TASK DESCRIPTION: List every line below containing "again".

Start of Block

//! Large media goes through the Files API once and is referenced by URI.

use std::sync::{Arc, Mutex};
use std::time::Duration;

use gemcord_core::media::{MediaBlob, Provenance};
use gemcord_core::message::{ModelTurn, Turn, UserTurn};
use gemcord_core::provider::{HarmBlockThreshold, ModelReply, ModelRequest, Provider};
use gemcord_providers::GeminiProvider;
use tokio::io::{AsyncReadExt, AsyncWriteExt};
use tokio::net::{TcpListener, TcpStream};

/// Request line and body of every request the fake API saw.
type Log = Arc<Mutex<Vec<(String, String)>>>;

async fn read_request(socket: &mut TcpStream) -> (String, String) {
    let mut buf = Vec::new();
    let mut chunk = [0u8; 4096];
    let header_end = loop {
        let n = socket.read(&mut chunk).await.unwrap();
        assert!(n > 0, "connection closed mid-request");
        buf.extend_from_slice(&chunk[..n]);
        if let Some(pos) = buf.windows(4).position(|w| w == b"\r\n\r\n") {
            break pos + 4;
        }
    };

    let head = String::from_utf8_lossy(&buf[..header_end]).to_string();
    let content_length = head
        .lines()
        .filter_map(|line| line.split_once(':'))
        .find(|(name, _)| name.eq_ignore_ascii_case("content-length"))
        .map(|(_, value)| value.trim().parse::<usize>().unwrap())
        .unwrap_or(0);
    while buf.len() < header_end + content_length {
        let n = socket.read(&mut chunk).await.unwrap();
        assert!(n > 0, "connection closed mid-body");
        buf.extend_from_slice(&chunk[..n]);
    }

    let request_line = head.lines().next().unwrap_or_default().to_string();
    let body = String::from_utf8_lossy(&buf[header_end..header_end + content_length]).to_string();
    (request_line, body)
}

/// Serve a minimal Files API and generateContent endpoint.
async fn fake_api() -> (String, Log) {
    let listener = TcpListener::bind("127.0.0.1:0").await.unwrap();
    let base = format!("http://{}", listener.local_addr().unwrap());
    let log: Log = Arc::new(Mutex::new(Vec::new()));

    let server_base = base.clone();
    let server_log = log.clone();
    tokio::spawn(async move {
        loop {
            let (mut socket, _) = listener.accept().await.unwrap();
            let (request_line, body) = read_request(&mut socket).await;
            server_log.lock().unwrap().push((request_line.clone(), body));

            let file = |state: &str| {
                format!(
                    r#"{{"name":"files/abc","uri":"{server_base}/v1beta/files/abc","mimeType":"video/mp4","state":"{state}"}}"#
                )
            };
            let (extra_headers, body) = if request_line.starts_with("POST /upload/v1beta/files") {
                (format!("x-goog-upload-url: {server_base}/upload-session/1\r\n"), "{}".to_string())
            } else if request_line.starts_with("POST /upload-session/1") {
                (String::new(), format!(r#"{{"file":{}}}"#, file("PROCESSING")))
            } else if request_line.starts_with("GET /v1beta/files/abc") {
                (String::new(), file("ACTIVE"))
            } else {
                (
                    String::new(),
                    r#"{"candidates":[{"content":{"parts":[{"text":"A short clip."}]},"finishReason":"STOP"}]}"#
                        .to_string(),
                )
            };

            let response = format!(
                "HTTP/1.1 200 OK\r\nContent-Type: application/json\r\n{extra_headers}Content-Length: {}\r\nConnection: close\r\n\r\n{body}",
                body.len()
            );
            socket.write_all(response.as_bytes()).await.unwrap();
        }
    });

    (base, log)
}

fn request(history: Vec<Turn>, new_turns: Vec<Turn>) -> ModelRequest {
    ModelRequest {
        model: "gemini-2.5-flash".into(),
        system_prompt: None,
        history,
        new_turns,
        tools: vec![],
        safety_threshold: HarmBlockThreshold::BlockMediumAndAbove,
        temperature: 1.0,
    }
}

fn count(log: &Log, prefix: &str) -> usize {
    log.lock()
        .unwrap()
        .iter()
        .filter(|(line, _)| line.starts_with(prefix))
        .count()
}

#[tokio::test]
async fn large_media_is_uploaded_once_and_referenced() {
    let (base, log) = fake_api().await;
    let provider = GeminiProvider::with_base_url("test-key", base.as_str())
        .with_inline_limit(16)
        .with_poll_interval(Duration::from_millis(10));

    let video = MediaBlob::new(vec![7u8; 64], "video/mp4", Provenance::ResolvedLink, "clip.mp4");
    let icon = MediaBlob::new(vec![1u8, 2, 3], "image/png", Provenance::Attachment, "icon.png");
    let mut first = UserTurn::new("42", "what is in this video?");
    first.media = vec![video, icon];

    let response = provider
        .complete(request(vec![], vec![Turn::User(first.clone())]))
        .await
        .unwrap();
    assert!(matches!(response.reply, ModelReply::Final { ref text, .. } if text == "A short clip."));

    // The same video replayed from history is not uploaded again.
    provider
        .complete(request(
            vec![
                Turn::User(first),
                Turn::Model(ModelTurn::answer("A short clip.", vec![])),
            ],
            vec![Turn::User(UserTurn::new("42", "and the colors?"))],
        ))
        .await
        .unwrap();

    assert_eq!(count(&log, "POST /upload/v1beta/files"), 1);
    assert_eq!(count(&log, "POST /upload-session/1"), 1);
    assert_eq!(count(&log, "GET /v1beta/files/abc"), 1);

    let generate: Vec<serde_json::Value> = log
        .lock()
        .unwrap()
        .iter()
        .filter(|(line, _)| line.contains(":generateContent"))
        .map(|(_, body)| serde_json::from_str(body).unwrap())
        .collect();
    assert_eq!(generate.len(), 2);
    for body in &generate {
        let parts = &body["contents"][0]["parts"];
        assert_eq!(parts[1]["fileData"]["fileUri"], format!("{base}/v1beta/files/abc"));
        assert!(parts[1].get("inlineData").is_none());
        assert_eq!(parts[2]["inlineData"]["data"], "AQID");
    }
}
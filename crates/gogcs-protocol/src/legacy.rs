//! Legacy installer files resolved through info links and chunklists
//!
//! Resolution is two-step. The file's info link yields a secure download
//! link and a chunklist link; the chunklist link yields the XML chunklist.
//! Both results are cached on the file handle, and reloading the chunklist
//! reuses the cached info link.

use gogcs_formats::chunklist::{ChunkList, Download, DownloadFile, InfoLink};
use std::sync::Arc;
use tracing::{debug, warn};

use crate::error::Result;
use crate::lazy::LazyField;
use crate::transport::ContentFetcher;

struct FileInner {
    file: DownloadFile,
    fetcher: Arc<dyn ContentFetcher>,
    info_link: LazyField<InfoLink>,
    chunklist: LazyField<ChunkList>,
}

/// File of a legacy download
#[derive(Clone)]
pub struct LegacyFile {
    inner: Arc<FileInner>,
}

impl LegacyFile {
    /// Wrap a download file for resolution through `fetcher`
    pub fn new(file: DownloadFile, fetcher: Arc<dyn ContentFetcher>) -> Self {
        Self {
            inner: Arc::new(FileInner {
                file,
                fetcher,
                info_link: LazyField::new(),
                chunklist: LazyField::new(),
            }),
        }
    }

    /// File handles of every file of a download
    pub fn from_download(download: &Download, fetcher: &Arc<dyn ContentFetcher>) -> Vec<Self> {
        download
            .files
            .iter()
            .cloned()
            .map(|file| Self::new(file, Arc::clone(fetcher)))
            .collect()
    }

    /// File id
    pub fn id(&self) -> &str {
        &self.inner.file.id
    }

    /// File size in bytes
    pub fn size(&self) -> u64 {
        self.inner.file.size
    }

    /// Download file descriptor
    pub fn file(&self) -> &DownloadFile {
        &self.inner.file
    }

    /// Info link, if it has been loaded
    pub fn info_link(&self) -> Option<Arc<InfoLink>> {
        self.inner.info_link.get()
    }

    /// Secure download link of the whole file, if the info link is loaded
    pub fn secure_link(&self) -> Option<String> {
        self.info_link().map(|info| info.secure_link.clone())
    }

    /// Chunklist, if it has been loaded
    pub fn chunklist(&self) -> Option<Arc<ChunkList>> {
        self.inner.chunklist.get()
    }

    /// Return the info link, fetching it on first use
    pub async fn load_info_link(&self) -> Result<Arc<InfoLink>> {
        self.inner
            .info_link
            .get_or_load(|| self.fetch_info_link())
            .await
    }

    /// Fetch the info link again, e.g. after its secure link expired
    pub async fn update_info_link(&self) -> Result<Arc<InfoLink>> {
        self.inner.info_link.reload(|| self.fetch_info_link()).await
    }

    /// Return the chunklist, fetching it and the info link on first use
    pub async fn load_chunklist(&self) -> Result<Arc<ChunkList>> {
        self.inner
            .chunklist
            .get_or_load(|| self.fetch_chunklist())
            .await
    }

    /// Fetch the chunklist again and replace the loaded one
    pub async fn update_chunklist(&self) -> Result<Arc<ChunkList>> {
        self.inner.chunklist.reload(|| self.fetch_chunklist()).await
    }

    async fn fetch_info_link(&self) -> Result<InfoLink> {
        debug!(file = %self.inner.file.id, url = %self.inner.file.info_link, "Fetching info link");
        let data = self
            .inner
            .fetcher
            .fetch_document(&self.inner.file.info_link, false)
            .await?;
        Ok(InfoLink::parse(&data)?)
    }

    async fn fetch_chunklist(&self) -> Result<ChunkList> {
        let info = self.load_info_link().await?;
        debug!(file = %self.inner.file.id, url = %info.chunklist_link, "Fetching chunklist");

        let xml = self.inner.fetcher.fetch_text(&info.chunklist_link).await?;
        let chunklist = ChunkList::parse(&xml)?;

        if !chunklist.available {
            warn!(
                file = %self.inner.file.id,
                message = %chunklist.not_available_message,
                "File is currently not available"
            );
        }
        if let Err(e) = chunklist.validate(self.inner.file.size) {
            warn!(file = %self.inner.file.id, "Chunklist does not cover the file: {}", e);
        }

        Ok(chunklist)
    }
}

End of Block

OUTPUT FOR THIS TASK:
    // The same video replayed from history is not uploaded again.
    /// Fetch the info link again, e.g. after its secure link expired
    /// Fetch the chunklist again and replace the loaded one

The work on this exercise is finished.